Andy lives a database-centric lifestyle. That means that he spends most of his time either thinking about databases, writing about databases, using databases, teaching others about databases, or programming databases. Truly his body is a vessel for which to conduct database research.

One day his beloved wife told him that if Stonebraker can have two kids than he can at least have one. This logic seemed to make sense to him at the time. And now she's pregnant.

The idea of having to be responsible for a dependent is stressing Andy out. As such, he is going on a coast-to-coast speaking tour to discuss the challenges of research on self-driving databases while simultaneously trying to be a responsible life partner.

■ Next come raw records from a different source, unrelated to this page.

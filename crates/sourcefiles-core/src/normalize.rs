//! Source normalization before import scanning.
//!
//! Normalization produces the text that is scanned and patched. Module ids
//! are always hashed from the original loaded contents, never from the
//! normalized text.

#![allow(clippy::default_trait_access)]

use crate::error::Result;
#[cfg(feature = "swc")]
use crate::error::Error;
use std::path::Path;

/// Rewrites module text into scannable ECMAScript.
pub trait Normalizer: Send + Sync {
    /// Backend name, for logs.
    fn name(&self) -> &'static str;

    /// Normalize the text of the module at `path`.
    fn normalize(&self, path: &Path, text: &str) -> Result<String>;
}

/// Whether `path` names a TypeScript source.
#[must_use]
pub fn is_typescript(path: &Path) -> bool {
    path.extension()
        .and_then(|ext| ext.to_str())
        .is_some_and(|ext| matches!(ext.to_lowercase().as_str(), "ts" | "tsx" | "mts" | "cts"))
}

/// Pattern-based normalizer.
///
/// Strips `sourceMappingURL` trailers and, for TypeScript sources, removes
/// type-only import and re-export declarations. Anything else passes through
/// unchanged.
#[derive(Debug, Clone)]
pub struct BasicNormalizer {
    strip_source_maps: bool,
}

impl BasicNormalizer {
    #[must_use]
    pub fn new(strip_source_maps: bool) -> Self {
        Self { strip_source_maps }
    }
}

impl Default for BasicNormalizer {
    fn default() -> Self {
        Self::new(true)
    }
}

impl Normalizer for BasicNormalizer {
    fn name(&self) -> &'static str {
        "basic"
    }

    fn normalize(&self, path: &Path, text: &str) -> Result<String> {
        let mut code = text.to_string();
        if is_typescript(path) {
            code = strip_type_only_declarations(&code);
        }
        if self.strip_source_maps {
            code = strip_source_map_comments(&code);
        }
        Ok(code)
    }
}

/// Remove `//# sourceMappingURL=...` and `/*# sourceMappingURL=... */`
/// comments (including the legacy `@` marker).
#[must_use]
pub fn strip_source_map_comments(source: &str) -> String {
    let mut result = source.to_string();

    if let Ok(re) = regex_lite::Regex::new(r"(?m)^[ \t]*//[#@][ \t]*sourceMappingURL=[^\r\n]*(\r?\n)?") {
        result = re.replace_all(&result, "").to_string();
    }

    if let Ok(re) = regex_lite::Regex::new(r"(?m)^[ \t]*/\*[#@][ \t]*sourceMappingURL=[^*]*\*/[ \t]*(\r?\n)?") {
        result = re.replace_all(&result, "").to_string();
    }

    result
}

/// Remove `import type ... from "x"` and `export type ... from "x"`
/// declarations, which have no runtime module.
#[must_use]
pub fn strip_type_only_declarations(source: &str) -> String {
    let mut result = source.to_string();

    if let Ok(re) = regex_lite::Regex::new(
        r#"(?m)^[ \t]*(import|export)[ \t]+type[ \t]+[^;'"]*?from[ \t]*("[^"\r\n]*"|'[^'\r\n]*')[ \t]*;?"#,
    ) {
        result = re.replace_all(&result, "").to_string();
    }

    result
}

/// Full TypeScript type stripping with SWC.
///
/// JavaScript sources are handed to [`BasicNormalizer`] untouched by SWC, so
/// their text keeps its original layout.
#[cfg(feature = "swc")]
#[derive(Debug, Clone, Default)]
pub struct SwcNormalizer {
    basic: BasicNormalizer,
}

#[cfg(feature = "swc")]
impl SwcNormalizer {
    #[must_use]
    pub fn new(strip_source_maps: bool) -> Self {
        Self {
            basic: BasicNormalizer::new(strip_source_maps),
        }
    }
}

#[cfg(feature = "swc")]
impl Normalizer for SwcNormalizer {
    fn name(&self) -> &'static str {
        "swc"
    }

    fn normalize(&self, path: &Path, text: &str) -> Result<String> {
        if !is_typescript(path) {
            return self.basic.normalize(path, text);
        }
        let stripped = strip_types_with_swc(path, text)?;
        Ok(if self.basic.strip_source_maps {
            strip_source_map_comments(&stripped)
        } else {
            stripped
        })
    }
}

#[cfg(feature = "swc")]
fn strip_types_with_swc(path: &Path, source: &str) -> Result<String> {
    use swc_common::{comments::SingleThreadedComments, sync::Lrc, FileName, Globals, Mark, SourceMap, GLOBALS};
    use swc_ecma_ast::{EsVersion, Program};
    use swc_ecma_codegen::{text_writer::JsWriter, Emitter};
    use swc_ecma_parser::{lexer::Lexer, Parser, StringInput, Syntax, TsSyntax};
    use swc_ecma_transforms_base::{fixer::fixer, hygiene::hygiene, resolver};
    use swc_ecma_transforms_typescript::strip;
    use swc_ecma_visit::FoldWith;

    let parse_error = |message: String| Error::parse(path, 0, message);

    let cm: Lrc<SourceMap> = Default::default();
    let filename = path
        .file_name()
        .and_then(|n| n.to_str())
        .unwrap_or("input.ts");
    let fm = cm.new_source_file(
        Lrc::new(FileName::Custom(filename.to_string())),
        source.to_string(),
    );

    let tsx = path
        .extension()
        .is_some_and(|ext| ext.eq_ignore_ascii_case("tsx"));
    let syntax = Syntax::Typescript(TsSyntax {
        tsx,
        decorators: true,
        ..Default::default()
    });

    let comments = SingleThreadedComments::default();
    let lexer = Lexer::new(syntax, EsVersion::EsNext, StringInput::from(&*fm), Some(&comments));
    let mut parser = Parser::new_from(lexer);

    let module = parser
        .parse_module()
        .map_err(|e| parse_error(format!("{:?}", e.kind())))?;

    let errors: Vec<String> = parser
        .take_errors()
        .into_iter()
        .map(|e| format!("{:?}", e.kind()))
        .collect();
    if !errors.is_empty() {
        return Err(parse_error(errors.join(", ")));
    }

    let output = GLOBALS.set(&Globals::default(), || {
        let unresolved_mark = Mark::new();
        let top_level_mark = Mark::new();

        let mut program = Program::Module(module);
        program = program.fold_with(&mut resolver(unresolved_mark, top_level_mark, true));
        program = program.fold_with(&mut strip(unresolved_mark, top_level_mark));
        program = program.fold_with(&mut hygiene());
        program.fold_with(&mut fixer(Some(&comments)))
    });

    let mut buf = Vec::new();
    {
        let writer = JsWriter::new(cm.clone(), "\n", &mut buf, None);
        let mut emitter = Emitter {
            cfg: swc_ecma_codegen::Config::default().with_target(EsVersion::EsNext),
            cm: cm.clone(),
            comments: Some(&comments),
            wr: writer,
        };
        emitter
            .emit_program(&output)
            .map_err(|e| parse_error(format!("failed to emit: {e}")))?;
    }

    String::from_utf8(buf).map_err(|e| parse_error(format!("invalid UTF-8 output: {e}")))
}

#[cfg(test)]
mod tests {
    use super::*;

    #[test]
    fn test_strips_source_map_trailer() {
        let source = "export const x = 1;\n//# sourceMappingURL=index.js.map\n";
        let out = BasicNormalizer::default()
            .normalize(Path::new("index.js"), source)
            .unwrap();
        assert_eq!(out, "export const x = 1;\n");
    }

    #[test]
    fn test_strips_legacy_and_block_markers() {
        let source = "a();\n//@ sourceMappingURL=a.map\nb();\n/*# sourceMappingURL=b.map */\n";
        assert_eq!(strip_source_map_comments(source), "a();\nb();\n");
    }

    #[test]
    fn test_keeps_source_map_when_disabled() {
        let source = "x();\n//# sourceMappingURL=x.map";
        let out = BasicNormalizer::new(false)
            .normalize(Path::new("x.js"), source)
            .unwrap();
        assert_eq!(out, source);
    }

    #[test]
    fn test_elides_type_only_imports_in_typescript() {
        let source = "import type { A } from './types';\nexport type { B } from \"./b\";\nimport { c } from './c';\n";
        let out = BasicNormalizer::default()
            .normalize(Path::new("mod.ts"), source)
            .unwrap();
        assert!(!out.contains("./types"));
        assert!(!out.contains("./b"));
        assert!(out.contains("import { c } from './c';"));
    }

    #[test]
    fn test_javascript_type_text_untouched() {
        let source = "import type from './type.js';\n";
        let out = BasicNormalizer::default()
            .normalize(Path::new("mod.js"), source)
            .unwrap();
        assert_eq!(out, source);
    }

    #[test]
    fn test_is_typescript() {
        assert!(is_typescript(Path::new("a.ts")));
        assert!(is_typescript(Path::new("a.MTS")));
        assert!(!is_typescript(Path::new("a.d")));
        assert!(!is_typescript(Path::new("a.js")));
    }
}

Self-Driving Databases & My Pregnant Wife: The Hard Parts

Abstract: The current research trend is on developing "learned" components to supplement and replace legacy components in database management systems (DBMSs). Such learned components use machine learning (ML) methods to identify non-trivial trends and correlations in the DBMS's runtime behavior. They then use this information to create execution strategies and data structures that are tailored to the application's access patterns. The hope is that learned components will enable new optimizations that are not possible today because the complexity of managing DBMSs has surpassed the abilities of humans. This could then lead to the ultimate goal of achieving a "self-driving" DBMS that is able to configure, manage, and optimize itself automatically as the database and its workload evolve over time. The bad news is that creating such a fully autonomous DBMS is harder than that. The problem requires both holistic systems engineering and novel ML solutions that cannot be solved with just adding learned components to an existing DBMS.

In this talk, I discuss the pressing unsolved problems in self-driving DBMSs. These include how to support training data collection, fast state changes, succinct state and action representations, and accurate reward observations. I will also present techniques on how to build a new autonomous DBMS or the steps needed to retrofit an existing one to enable automated control.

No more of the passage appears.